I just check my files and I last filmed a muskrat at the secondary dam in 2014. Around 2011 the phragmites taking over. Did they run out of food?
Another possibility is that muskrat habitats are changing in fundamental ways. Not only have many wetlands been lost to or degraded by human activity, but those that remain may be isolated, making it difficult for muskrats to travel between them and establish new homes. The importance of dispersal, as such movements are technically known, is neatly illustrated by research from northern Alberta’s vast Peace-Athabasca Delta, where the density of muskrat houses—the rodents often build mud-and-grass huts, counts of which are used as population proxies—has plummeted by 90 percent since the early 1970s.
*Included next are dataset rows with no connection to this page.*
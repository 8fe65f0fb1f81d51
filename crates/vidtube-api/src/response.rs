use axum::{
    Json,
    http::StatusCode,
    response::{IntoResponse, Response},
};
use serde::Serialize;

use crate::error::ApiError;

pub type ApiResult<T> = Result<ApiResponse<T>, ApiError>;

/// Success envelope: `{statusCode, data, message, success}`.
#[derive(Debug, Serialize)]
#[serde(rename_all = "camelCase")]
pub struct ApiResponse<T> {
    status_code: u16,
    data: T,
    message: String,
    success: bool,
}

impl<T: Serialize> ApiResponse<T> {
    pub fn new(status: StatusCode, data: T, message: impl Into<String>) -> Self {
        Self {
            status_code: status.as_u16(),
            data,
            message: message.into(),
            success: status.as_u16() < 400,
        }
    }

    pub fn ok(data: T, message: impl Into<String>) -> Self {
        Self::new(StatusCode::OK, data, message)
    }

    pub fn created(data: T, message: impl Into<String>) -> Self {
        Self::new(StatusCode::CREATED, data, message)
    }
}

impl<T: Serialize> IntoResponse for ApiResponse<T> {
    fn into_response(self) -> Response {
        let status = StatusCode::from_u16(self.status_code).unwrap_or(StatusCode::OK);
        (status, Json(self)).into_response()
    }
}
I’m pretty sure our muskrats were bank dwellers, I never saw a single grass hut. But I had beavers on the brain.
Researchers also found that hydrological changes did more than reduce the availability of habitat. They altered the dynamics of life in the delta. Muskrats there could be understood not as a single population but as a network of subpopulations who, in isolation, are prone to extirpation during dry periods and as vegetation shifts. Historically, those subpopulations were replenished by new muskrats arriving from elsewhere in the delta via routes created by flooding; but as the floodplain shriveled, so did the network. The now-isolated subpopulations would vanish, one by one, without being renewed—something that might be happening in the wider world, wrote the researchers, not just in the Peace-Athabasca Delta.
The article talks about muskrats moving nutrients on a small scale. In very still ponds they might be the only thing that does.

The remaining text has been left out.